Andrew felt that we actually overplay human agency (fairly biologically determinist?). He also spent some time talking about foodchain surveillance, which may have prompted some people to turn vegitarian. He used an interesting concept of 'Virtuous food' and showed how the supermarket industry was able to use surveillance of its food chain in the name of the invisible consumer to exert greater control over its supply chain. He questioned exactly for whom this surveillance of animal welfare was being conducted. He presented two model.s that might lead to this situation, one 'conspiracy' and the other 'clusterf**k'. It occured to me that there were very definite class dynamics in foodchain surveillance, and that the differential labelling (and monitoring) enable market segmentation.

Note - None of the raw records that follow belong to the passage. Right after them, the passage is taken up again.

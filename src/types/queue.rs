//! Message queue types.

use serde::{Deserialize, Serialize};
use std::fmt;
use std::time::Duration;

/// Most entries a single batch-send call accepts.
pub const MAX_BATCH_ENTRIES: usize = 10;

/// Most messages a single receive call returns.
pub const MAX_RECEIVE_MESSAGES: u32 = 10;

/// Longest long-poll wait the service honours.
pub const MAX_LONG_POLL_WAIT: Duration = Duration::from_secs(20);

/// Longest per-message delivery delay the service honours.
pub const MAX_DELIVERY_DELAY: Duration = Duration::from_secs(900);

/// Clamp a requested receive size into 1..=10.
pub fn clamp_max_messages(n: u32) -> u32 {
    n.clamp(1, MAX_RECEIVE_MESSAGES)
}

/// Whole seconds covering `d`, rounded up.
///
/// The queue API takes integer seconds. Rounding down would turn a
/// sub-second long poll into a short poll and a sub-second visibility
/// timeout into an immediate redelivery.
pub fn ceil_seconds(d: Duration) -> u64 {
    d.as_secs() + u64::from(d.subsec_nanos() > 0)
}

/// Opaque token identifying one delivery of a message.
///
/// Valid until the message is deleted, its visibility timeout expires and it
/// is redelivered, or the queue is purged.
#[derive(Clone, PartialEq, Eq, Hash, Serialize, Deserialize)]
pub struct ReceiptHandle(String);

impl ReceiptHandle {
    /// Wrap a raw receipt handle.
    pub fn new(handle: impl Into<String>) -> Self {
        Self(handle.into())
    }

    /// The raw token.
    pub fn as_str(&self) -> &str {
        &self.0
    }
}

impl fmt::Debug for ReceiptHandle {
    fn fmt(&self, f: &mut fmt::Formatter<'_>) -> fmt::Result {
        // handles run to hundreds of characters
        let short: String = self.0.chars().take(12).collect();
        write!(f, "ReceiptHandle({short}…)")
    }
}

impl From<&str> for ReceiptHandle {
    fn from(s: &str) -> Self {
        Self::new(s)
    }
}

impl From<String> for ReceiptHandle {
    fn from(s: String) -> Self {
        Self(s)
    }
}

/// A received message.
#[derive(Debug, Clone, PartialEq, Eq, Serialize, Deserialize)]
pub struct Message {
    /// Service-assigned message ID.
    pub message_id: String,
    /// Message body.
    pub body: String,
    /// Receipt handle for this delivery.
    pub receipt_handle: ReceiptHandle,
}

/// One entry of a batch-send call.
#[derive(Debug, Clone, PartialEq, Eq, Serialize, Deserialize)]
pub struct BatchEntry {
    /// Entry ID, unique within the call.
    pub id: String,
    /// Message body.
    pub body: String,
}

/// A per-entry failure reported by a batch-send call.
#[derive(Debug, Clone, PartialEq, Eq, Serialize, Deserialize)]
pub struct BatchEntryFailure {
    /// The entry ID from the request.
    pub id: String,
    /// Provider error code.
    pub code: String,
    /// Provider message.
    pub message: String,
    /// Whether the service blames the sender.
    pub sender_fault: bool,
}

/// A failed message from a bulk send.
///
/// `entry_id` is the per-chunk wire ID; `input_index` is the message's
/// position in the list passed to the dispatcher.
#[derive(Debug, Clone, PartialEq, Eq, Serialize, Deserialize)]
pub struct BatchFailureRecord {
    /// Entry ID within its chunk ("0".."9").
    pub entry_id: String,
    /// Position in the caller's input list.
    pub input_index: usize,
    /// Provider error code.
    pub code: String,
    /// Provider message.
    pub message: String,
    /// Whether the service blames the sender.
    pub sender_fault: bool,
}

/// Parameters for one ReceiveMessage call.
#[derive(Debug, Clone, PartialEq, Eq)]
pub struct ReceiveRequest {
    /// Queue URL.
    pub queue_url: String,
    /// Most messages to return (1..=10).
    pub max_messages: u32,
    /// Long-poll wait; `None` short-polls.
    pub wait: Option<Duration>,
}

#[cfg(test)]
mod tests {
    use super::*;

    #[test]
    fn test_clamp_max_messages() {
        assert_eq!(clamp_max_messages(0), 1);
        assert_eq!(clamp_max_messages(5), 5);
        assert_eq!(clamp_max_messages(10), 10);
        assert_eq!(clamp_max_messages(15), 10);
    }

    #[test]
    fn test_ceil_seconds() {
        assert_eq!(ceil_seconds(Duration::ZERO), 0);
        assert_eq!(ceil_seconds(Duration::from_millis(1)), 1);
        assert_eq!(ceil_seconds(Duration::from_millis(500)), 1);
        assert_eq!(ceil_seconds(Duration::from_secs(3)), 3);
        assert_eq!(ceil_seconds(Duration::from_millis(19_200)), 20);
    }

    #[test]
    fn test_receipt_handle_debug_is_short() {
        let handle = ReceiptHandle::new("a".repeat(300));
        let debug = format!("{:?}", handle);
        assert!(debug.len() < 40);
        assert_eq!(handle.as_str().len(), 300);
    }
}
//! Wire payloads of the liveness protocol.
//!
//! The peer proves it is alive by sending [`HEARTBEAT_SENTINEL`] as the whole
//! content of a single receive. The watchdog answers a missed window with
//! [`TIMEOUT_NOTICE`] exactly once.

/// Payload that counts as a heartbeat when it is the entire receive.
pub const HEARTBEAT_SENTINEL: &[u8] = b"ICMP-RESPONSE-RECEIVED";

/// Terminal notice sent to the peer, NUL included (8 bytes on the wire).
pub const TIMEOUT_NOTICE: &[u8] = b"TIMEOUT\0";

/// Returns true if `payload` is exactly one heartbeat.
///
/// Peers commonly write fixed, NUL-padded buffers, so trailing NUL bytes are
/// dropped before the comparison. Anything else after the sentinel (including
/// bytes that follow a NUL) breaks the match.
pub fn is_heartbeat(payload: &[u8]) -> bool {
    let end = payload
        .iter()
        .rposition(|&b| b != 0)
        .map_or(0, |last| last + 1);
    &payload[..end] == HEARTBEAT_SENTINEL
}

The second presentation, by Gareth Enticott on Social capital and surveillance of bovine TB examined how the concept of biosecurity was constructed in various ways in government, veterenary and farming discourses. It gave an account of individual vs population health promotion, and how anecdotes were used to question science or policy pronouncements. Prevention was particularly problematic because success is marked by a non-event (same for counter-terror). There was also an acount of lay epidiologies. The presentation concluded with research done on farms with inspections into bovine TB, highlighting the conflict caused by the privatisation of TB inspection - vets acting as inspectors on their normal clients (who pay their wages) and the various ways in which official protocol is subverted or avoided when faced with practical reality, and how the process was subjected to regulatory capture by farmers.
Amber Marks, author of Headspace, which I think I've written about here before, gave a presentation, which included some powerpoint slides she'd 'borrowed' from various sources. These gave an amazing example of how technology is constructed as accurate ('there are no myths about technology' 'everybody knows how technology works'). This was in the context of a comparison between mechanical surveillance methods and the use of sniffer dogs.
Steve Hinchliffe gave a talk on an upcoming research project, for which he had been conducting preliminary pilot research. The project was about biosecurity borderlands: surveillance gone wild, and comprised of various strands, one of which is illegal meat markets in Birmingham. He spoke about the differing concepts of bio-security in various countries - the USA adopting a homeland security model based on bio-terror threats, expanding out to include non-intentional threats, the UK and EU reacting to foot and mouth, and Australia primarily focussed upon invasive species. His talk used a bio-political method to account for biosecurity. It was about regulation not prophylactics (modulations not curtailment), security not defence, geopolitics meeting biopolitics, and borderlands rather than boundaries, and the importance of preparedness and responsiveness.
The next seminar in the series is likely to be in April/May, I think in Edinburgh to co-ordinate with events organised by Mike Nellis on surveillance in Scotland, and will look at Surveillance and Regulation. I think Charles Raab is organising that one and it'll be right up my political science street.